I’m not sure if this is true everywhere, but in my town the Old Navy dressing rooms ARE open (when nowhere else is). I always assume that nothing at Old Navy would fit anyone who’s over 30 and has had any kids at all, but my teenage daughter convinced me to take a look there for jeans, and not only could I try them on, but they had BOOTCUT!! and they weren’t weird or oddly sized. I tried them on there, but they weren’t on sale so I didn’t buy them. Then at home I looked online, and they were on sale, so I ordered a few pairs. Hopefully they will work. Not sure if any of this helps, maybe they aren’t open where you are, but it’s worth a look maybe. Your teen probably doesn’t want bootcut jeans any more than mine does, but I know they have lots of different fits, as well as long sizes.

I don’t get the thing with closed fitting rooms. Trying on clothes is already the most socially distant thing you can do at a store. I guess they just don’t feel like cleaning them. Good luck with the pants hunt!

Laura T said...

Here Dillard dressing rooms are open when no one else's are so that's where I've gone for jeans. And they were on sale so I got a great deal!

Karyn said...

Amazon has a thing where you can order the clothes but don't pay unless you keep them. And returning them is super easy. Probably easier than going in person shopping. Once you find something that works, buy five pairs of the same thing in different colors, lol.

Diana Dye said...

I've been buying loads of clothes from Amazon, trying them on at home to see how they fit and go with my other clothes for years. Or buying stuff off the tables from Costco that has no dressing rooms. So I did not know dressing rooms were closed.

PurpleSlob said...

#4 We had a persimmon tree in our yard- 3 places ago. I ate one. Well, I tried! I took pix of the babies trying one. 7 yo loved it! 4 yo was not amused!! Gelatinous mess pretty much described it!
#5 Our store- Walmart- would not take any exchanges.
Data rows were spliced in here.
use std::collections::HashSet;
use std::path::Path;

use anyhow::{Context, Result};

use crate::match_data::{MatchRecord, parse_date, parse_score};
use crate::results_file::require_column;

/// One in-progress tournament schedule. Played rows feed the training set
/// (they bypass the appearance threshold); every named team is collected so
/// the registry covers teams that have not finished a match yet.
#[derive(Debug)]
pub struct ScheduleLoad {
    pub tournament: String,
    pub played: Vec<MatchRecord>,
    /// Every team named in the file, first-appearance order.
    pub teams: Vec<String>,
    pub rows_total: usize,
    pub rows_pending: usize,
    pub rows_skipped: usize,
}

struct ScheduleColumns {
    date: usize,
    team1: usize,
    team2: usize,
    location: usize,
    score1: usize,
    score2: usize,
}

impl ScheduleColumns {
    fn resolve(headers: &csv::StringRecord) -> Result<Self> {
        Ok(Self {
            date: require_column(headers, "date")?,
            team1: require_column(headers, "team1")?,
            team2: require_column(headers, "team2")?,
            location: require_column(headers, "location")?,
            score1: require_column(headers, "score1")?,
            score2: require_column(headers, "score2")?,
        })
    }
}

enum RowOutcome {
    Played(MatchRecord),
    Pending { team1: String, team2: String },
    Malformed(String),
}

pub fn load_schedule_file(path: &Path, tournament: &str) -> Result<ScheduleLoad> {
    let mut reader = csv::ReaderBuilder::new()
        .has_headers(true)
        .from_path(path)
        .with_context(|| format!("open schedule file {}", path.display()))?;
    let headers = reader
        .headers()
        .with_context(|| format!("read schedule header {}", path.display()))?
        .clone();
    let columns = ScheduleColumns::resolve(&headers)
        .with_context(|| format!("resolve schedule columns in {}", path.display()))?;

    let mut played = Vec::new();
    let mut teams = Vec::new();
    let mut seen = HashSet::new();
    let mut register = |name: &str, teams: &mut Vec<String>| {
        if seen.insert(name.to_string()) {
            teams.push(name.to_string());
        }
    };

    let mut rows_total = 0usize;
    let mut rows_pending = 0usize;
    let mut rows_skipped = 0usize;

    for (idx, record) in reader.records().enumerate() {
        let row_no = idx + 2;
        let record = match record {
            Ok(record) => record,
            Err(err) => {
                eprintln!("[WARN] schedule row {row_no}: {err}, skipping");
                rows_total += 1;
                rows_skipped += 1;
                continue;
            }
        };
        rows_total += 1;
        match parse_schedule_row(&columns, &record, tournament) {
            RowOutcome::Played(m) => {
                register(&m.home_team, &mut teams);
                register(&m.away_team, &mut teams);
                played.push(m);
            }
            RowOutcome::Pending { team1, team2 } => {
                register(&team1, &mut teams);
                register(&team2, &mut teams);
                rows_pending += 1;
            }
            RowOutcome::Malformed(reason) => {
                eprintln!("[WARN] schedule row {row_no}: {reason}, skipping");
                rows_skipped += 1;
            }
        }
    }

    Ok(ScheduleLoad {
        tournament: tournament.to_string(),
        played,
        teams,
        rows_total,
        rows_pending,
        rows_skipped,
    })
}

fn parse_schedule_row(
    columns: &ScheduleColumns,
    record: &csv::StringRecord,
    tournament: &str,
) -> RowOutcome {
    let field = |idx: usize| record.get(idx).unwrap_or("").trim();

    let raw_date = field(columns.date);
    let Some(date) = parse_date(raw_date) else {
        return RowOutcome::Malformed(format!("unparseable date '{raw_date}'"));
    };

    let team1 = field(columns.team1);
    let team2 = field(columns.team2);
    if team1.is_empty() || team2.is_empty() {
        return RowOutcome::Malformed("empty team name".to_string());
    }
    if team1.eq_ignore_ascii_case(team2) {
        return RowOutcome::Malformed(format!("identical team names '{team1}'"));
    }

    let raw_score1 = field(columns.score1);
    let raw_score2 = field(columns.score2);
    let scores = match (parse_score(raw_score1), parse_score(raw_score2)) {
        (Some(s1), Some(s2)) => Some((s1, s2)),
        (None, _) if raw_score1.is_empty() || raw_score1.eq_ignore_ascii_case("na") => None,
        (_, None) if raw_score2.is_empty() || raw_score2.eq_ignore_ascii_case("na") => None,
        _ => {
            return RowOutcome::Malformed(format!(
                "unparseable scores '{raw_score1}'/'{raw_score2}'"
            ));
        }
    };

    let Some((score1, score2)) = scores else {
        return RowOutcome::Pending {
            team1: team1.to_string(),
            team2: team2.to_string(),
        };
    };

    // The hosting side plays at home; a fixture is neutral only when
    // neither side is the host.
    let location = field(columns.location);
    let team1_hosts = team1.eq_ignore_ascii_case(location);
    let team2_hosts = team2.eq_ignore_ascii_case(location);
    let (home_team, away_team, home_score, away_score) = if team2_hosts && !team1_hosts {
        (team2, team1, score2, score1)
    } else {
        (team1, team2, score1, score2)
    };

    RowOutcome::Played(MatchRecord {
        date,
        home_team: home_team.to_string(),
        away_team: away_team.to_string(),
        home_score,
        away_score,
        tournament: tournament.to_string(),
        neutral: !team1_hosts && !team2_hosts,
    })
}

#[cfg(test)]
mod tests {
    use super::*;

    const HEADERS: [&str; 6] = ["date", "team1", "team2", "location", "score1", "score2"];

    fn columns() -> ScheduleColumns {
        ScheduleColumns::resolve(&csv::StringRecord::from(HEADERS.to_vec())).unwrap()
    }

    fn row(fields: &[&str]) -> csv::StringRecord {
        csv::StringRecord::from(fields.to_vec())
    }

    #[test]
    fn hosting_team_listed_second_is_swapped_to_home() {
        let record = row(&["2026-06-11", "Canada", "Mexico", "Mexico", "0", "2"]);
        match parse_schedule_row(&columns(), &record, "FIFA World Cup") {
            RowOutcome::Played(m) => {
                assert_eq!(m.home_team, "Mexico");
                assert_eq!(m.away_team, "Canada");
                assert_eq!((m.home_score, m.away_score), (2, 0));
                assert!(!m.neutral);
            }
            _ => panic!("expected a played match"),
        }
    }

    #[test]
    fn hosting_team_listed_first_stays_home() {
        let record = row(&["2026-06-11", "Mexico", "Canada", "Mexico", "2", "0"]);
        match parse_schedule_row(&columns(), &record, "FIFA World Cup") {
            RowOutcome::Played(m) => {
                assert_eq!(m.home_team, "Mexico");
                assert_eq!((m.home_score, m.away_score), (2, 0));
                assert!(!m.neutral);
            }
            _ => panic!("expected a played match"),
        }
    }

    #[test]
    fn third_party_venue_is_neutral_without_swap() {
        let record = row(&["2026-06-12", "Brazil", "Norway", "United States", "1", "1"]);
        match parse_schedule_row(&columns(), &record, "FIFA World Cup") {
            RowOutcome::Played(m) => {
                assert_eq!(m.home_team, "Brazil");
                assert_eq!(m.away_team, "Norway");
                assert!(m.neutral);
            }
            _ => panic!("expected a played match"),
        }
    }

    #[test]
    fn unplayed_fixture_is_pending_with_both_teams() {
        let record = row(&["2026-07-19", "Brazil", "Mexico", "United States", "", ""]);
        match parse_schedule_row(&columns(), &record, "FIFA World Cup") {
            RowOutcome::Pending { team1, team2 } => {
                assert_eq!(team1, "Brazil");
                assert_eq!(team2, "Mexico");
            }
            _ => panic!("expected a pending fixture"),
        }
    }

    #[test]
    fn played_match_carries_the_file_tournament_label() {
        let record = row(&["2026-06-11", "Mexico", "Canada", "Mexico", "2", "0"]);
        match parse_schedule_row(&columns(), &record, "FIFA World Cup") {
            RowOutcome::Played(m) => assert_eq!(m.tournament, "FIFA World Cup"),
            _ => panic!("expected a played match"),
        }
    }
}
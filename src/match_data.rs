use chrono::NaiveDate;

/// One completed international match, the common currency between the file
/// loaders, the weighting policy, and the score model.
#[derive(Debug, Clone, PartialEq)]
pub struct MatchRecord {
    pub date: NaiveDate,
    pub home_team: String,
    pub away_team: String,
    pub home_score: u32,
    pub away_score: u32,
    pub tournament: String,
    pub neutral: bool,
}

pub fn parse_date(raw: &str) -> Option<NaiveDate> {
    NaiveDate::parse_from_str(raw.trim(), "%Y-%m-%d").ok()
}

/// Scores may be blank or a placeholder for fixtures not yet played.
pub fn parse_score(raw: &str) -> Option<u32> {
    let trimmed = raw.trim();
    if trimmed.is_empty() || trimmed.eq_ignore_ascii_case("na") {
        return None;
    }
    trimmed.parse::<u32>().ok()
}

pub fn parse_neutral_flag(raw: &str) -> Option<bool> {
    let trimmed = raw.trim();
    if trimmed.eq_ignore_ascii_case("true") {
        Some(true)
    } else if trimmed.eq_ignore_ascii_case("false") {
        Some(false)
    } else {
        None
    }
}
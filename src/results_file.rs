use std::path::Path;

use anyhow::{Context, Result, anyhow};

use crate::match_data::{MatchRecord, parse_date, parse_neutral_flag, parse_score};

/// Result of reading a historical results file. Rows without scores are
/// normal (fixtures listed ahead of time) and only counted; malformed rows
/// are warned about and counted separately.
#[derive(Debug)]
pub struct ResultsLoad {
    pub matches: Vec<MatchRecord>,
    pub rows_total: usize,
    pub rows_without_scores: usize,
    pub rows_skipped: usize,
}

struct ResultColumns {
    date: usize,
    home_team: usize,
    away_team: usize,
    home_score: usize,
    away_score: usize,
    tournament: usize,
    country: usize,
    neutral: Option<usize>,
}

impl ResultColumns {
    fn resolve(headers: &csv::StringRecord) -> Result<Self> {
        Ok(Self {
            date: require_column(headers, "date")?,
            home_team: require_column(headers, "home_team")?,
            away_team: require_column(headers, "away_team")?,
            home_score: require_column(headers, "home_score")?,
            away_score: require_column(headers, "away_score")?,
            tournament: require_column(headers, "tournament")?,
            country: require_column(headers, "country")?,
            neutral: find_column(headers, "neutral"),
        })
    }
}

enum RowOutcome {
    Match(MatchRecord),
    MissingScore,
    Malformed(String),
}

pub fn load_results_file(path: &Path) -> Result<ResultsLoad> {
    let mut reader = csv::ReaderBuilder::new()
        .has_headers(true)
        .from_path(path)
        .with_context(|| format!("open results file {}", path.display()))?;
    let headers = reader
        .headers()
        .with_context(|| format!("read results header {}", path.display()))?
        .clone();
    let columns = ResultColumns::resolve(&headers)
        .with_context(|| format!("resolve results columns in {}", path.display()))?;

    let mut matches = Vec::new();
    let mut rows_total = 0usize;
    let mut rows_without_scores = 0usize;
    let mut rows_skipped = 0usize;

    for (idx, record) in reader.records().enumerate() {
        let row_no = idx + 2; // header is line 1
        let record = match record {
            Ok(record) => record,
            Err(err) => {
                eprintln!("[WARN] results row {row_no}: {err}, skipping");
                rows_total += 1;
                rows_skipped += 1;
                continue;
            }
        };
        rows_total += 1;
        match parse_result_row(&columns, &record) {
            RowOutcome::Match(m) => matches.push(m),
            RowOutcome::MissingScore => rows_without_scores += 1,
            RowOutcome::Malformed(reason) => {
                eprintln!("[WARN] results row {row_no}: {reason}, skipping");
                rows_skipped += 1;
            }
        }
    }

    Ok(ResultsLoad {
        matches,
        rows_total,
        rows_without_scores,
        rows_skipped,
    })
}

fn parse_result_row(columns: &ResultColumns, record: &csv::StringRecord) -> RowOutcome {
    let field = |idx: usize| record.get(idx).unwrap_or("").trim();

    let raw_date = field(columns.date);
    let Some(date) = parse_date(raw_date) else {
        return RowOutcome::Malformed(format!("unparseable date '{raw_date}'"));
    };

    let home_team = field(columns.home_team);
    let away_team = field(columns.away_team);
    if home_team.is_empty() || away_team.is_empty() {
        return RowOutcome::Malformed("empty team name".to_string());
    }
    if home_team.eq_ignore_ascii_case(away_team) {
        return RowOutcome::Malformed(format!("identical team names '{home_team}'"));
    }

    let raw_home_score = field(columns.home_score);
    let raw_away_score = field(columns.away_score);
    let (home_score, away_score) = match (parse_score(raw_home_score), parse_score(raw_away_score))
    {
        (Some(h), Some(a)) => (h, a),
        (None, _) if raw_home_score.is_empty() || raw_home_score.eq_ignore_ascii_case("na") => {
            return RowOutcome::MissingScore;
        }
        (_, None) if raw_away_score.is_empty() || raw_away_score.eq_ignore_ascii_case("na") => {
            return RowOutcome::MissingScore;
        }
        _ => {
            return RowOutcome::Malformed(format!(
                "unparseable scores '{raw_home_score}'/'{raw_away_score}'"
            ));
        }
    };

    let neutral = match columns.neutral {
        Some(idx) => {
            let raw = field(idx);
            match parse_neutral_flag(raw) {
                Some(flag) => flag,
                None => {
                    return RowOutcome::Malformed(format!("unparseable neutral flag '{raw}'"));
                }
            }
        }
        // No neutral column: a match is neutral when played outside the
        // home side's own country.
        None => !field(columns.country).eq_ignore_ascii_case(home_team),
    };

    RowOutcome::Match(MatchRecord {
        date,
        home_team: home_team.to_string(),
        away_team: away_team.to_string(),
        home_score,
        away_score,
        tournament: field(columns.tournament).to_string(),
        neutral,
    })
}

pub(crate) fn find_column(headers: &csv::StringRecord, name: &str) -> Option<usize> {
    headers
        .iter()
        .position(|h| h.trim().eq_ignore_ascii_case(name))
}

pub(crate) fn require_column(headers: &csv::StringRecord, name: &str) -> Result<usize> {
    find_column(headers, name).ok_or_else(|| anyhow!("missing required column '{name}'"))
}
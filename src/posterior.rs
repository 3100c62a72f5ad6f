use std::fs;
use std::path::Path;

use anyhow::{Context, Result};
use chrono::Utc;
use serde::{Deserialize, Serialize};

use crate::diagnostics::ConvergenceSummary;
use crate::error::PipelineError;
use crate::model::ParamLayout;
use crate::registry::TeamRegistry;
use crate::sampler::{SampleOutput, SamplerConfig};

pub const ARTIFACT_VERSION: u32 = 1;

/// Retained draws from all chains, kept per chain so diagnostics can be
/// recomputed offline, plus the layout that indexes a draw.
#[derive(Debug, Clone)]
pub struct PosteriorEnsemble {
    pub layout: ParamLayout,
    /// `chains[c][i]` is flattened draw `i` of chain `c`.
    pub chains: Vec<Vec<Vec<f64>>>,
}

impl PosteriorEnsemble {
    pub fn new(layout: ParamLayout, chains: Vec<Vec<Vec<f64>>>) -> Self {
        Self { layout, chains }
    }

    pub fn num_draws(&self) -> usize {
        self.chains.iter().map(Vec::len).sum()
    }

    /// Posterior mean of one flattened coordinate, pooled over chains.
    pub fn mean_of(&self, index: usize) -> f64 {
        let mut sum = 0.0f64;
        let mut n = 0usize;
        for chain in &self.chains {
            for draw in chain {
                sum += draw[index];
                n += 1;
            }
        }
        if n == 0 { 0.0 } else { sum / n as f64 }
    }
}

/// Per-chain adaptation facts worth keeping next to the draws.
#[derive(Debug, Clone, Serialize, Deserialize)]
pub struct ChainStats {
    pub divergences: usize,
    pub accept_rate: f64,
    pub step_size: f64,
    pub mean_tree_depth: f64,
    pub max_depth_hits: usize,
}

/// Everything needed to reproduce the rating table without resampling:
/// registry order, sampler configuration, retained draws, diagnostics, and
/// a fingerprint tying the fit to its input data.
#[derive(Debug, Clone, Serialize, Deserialize)]
pub struct FitArtifact {
    pub version: u32,
    pub created_utc: String,
    pub input_fingerprint: String,
    pub teams: Vec<String>,
    pub config: SamplerConfig,
    pub chains: Vec<Vec<Vec<f64>>>,
    #[serde(default)]
    pub chain_stats: Vec<ChainStats>,
    pub convergence: ConvergenceSummary,
}

impl FitArtifact {
    pub fn assemble(
        registry: &TeamRegistry,
        config: &SamplerConfig,
        output: SampleOutput,
        convergence: ConvergenceSummary,
        input_fingerprint: String,
    ) -> Self {
        let mut chains = Vec::with_capacity(output.chains.len());
        let mut chain_stats = Vec::with_capacity(output.chains.len());
        for chain in output.chains {
            chain_stats.push(ChainStats {
                divergences: chain.divergences,
                accept_rate: chain.accept_rate,
                step_size: chain.step_size,
                mean_tree_depth: chain.mean_tree_depth,
                max_depth_hits: chain.max_depth_hits,
            });
            chains.push(chain.draws);
        }
        Self {
            version: ARTIFACT_VERSION,
            created_utc: Utc::now().to_rfc3339(),
            input_fingerprint,
            teams: registry.names().to_vec(),
            config: config.clone(),
            chains,
            chain_stats,
            convergence,
        }
    }

    pub fn save(&self, path: &Path) -> Result<()> {
        if let Some(parent) = path.parent() {
            fs::create_dir_all(parent).ok();
        }
        let json = serde_json::to_string_pretty(self).context("serialize fit artifact")?;
        let tmp = path.with_extension("json.tmp");
        fs::write(&tmp, json)
            .with_context(|| format!("write fit artifact tmp {}", tmp.display()))?;
        fs::rename(&tmp, path)
            .with_context(|| format!("replace fit artifact {}", path.display()))?;
        Ok(())
    }

    pub fn load(path: &Path) -> Result<Self> {
        let raw = fs::read_to_string(path)
            .with_context(|| format!("read fit artifact {}", path.display()))?;
        let artifact: FitArtifact =
            serde_json::from_str(&raw).context("parse fit artifact json")?;
        artifact.validate()?;
        Ok(artifact)
    }

    fn validate(&self) -> Result<()> {
        let reject = |reason: String| -> anyhow::Error {
            PipelineError::ArtifactRejected { reason }.into()
        };
        if self.version != ARTIFACT_VERSION {
            return Err(reject(format!(
                "version {} (this build reads version {ARTIFACT_VERSION})",
                self.version
            )));
        }
        if self.teams.is_empty() {
            return Err(reject("no teams stored".to_string()));
        }
        if self.chains.iter().all(Vec::is_empty) {
            return Err(reject("no retained draws stored".to_string()));
        }
        let dim = ParamLayout::new(self.teams.len()).dim();
        for (c, chain) in self.chains.iter().enumerate() {
            for draw in chain {
                if draw.len() != dim {
                    return Err(reject(format!(
                        "chain {c} draw width {} does not fit {} teams",
                        draw.len(),
                        self.teams.len()
                    )));
                }
            }
        }
        if self.input_fingerprint.len() != 64
            || !self.input_fingerprint.bytes().all(|b| b.is_ascii_hexdigit())
        {
            return Err(reject("malformed input fingerprint".to_string()));
        }
        Ok(())
    }

    pub fn registry(&self) -> Result<TeamRegistry> {
        TeamRegistry::from_names(self.teams.clone())
    }

    pub fn ensemble(&self) -> PosteriorEnsemble {
        PosteriorEnsemble::new(ParamLayout::new(self.teams.len()), self.chains.clone())
    }
}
And Publix would not take any pill bottles to recycle. Oh well
Happy New Year, Jenny!!
Did I tell you my new site?
www.purpleslobinrecovery.design.blog

Anonymous said...

I agree that not having dressing rooms is really annoying. A number of stores that sell primarily clothes like Old Navy, JC Penny have re-opened dressing rooms in states where it is legal. If not legal in your area, a relative recommended wearing tight-fitting exercise shorts so you can try pants on in store to get some idea if they fit. Just make sure you know what the stores return policy is before buying. I know this summer a number of stores weren't accepting clothing returns due to covid.

Kimberly Hendrickson said...

Ripe persimmons make good smoothies. Unripe persimmons make your mouth feel like leather.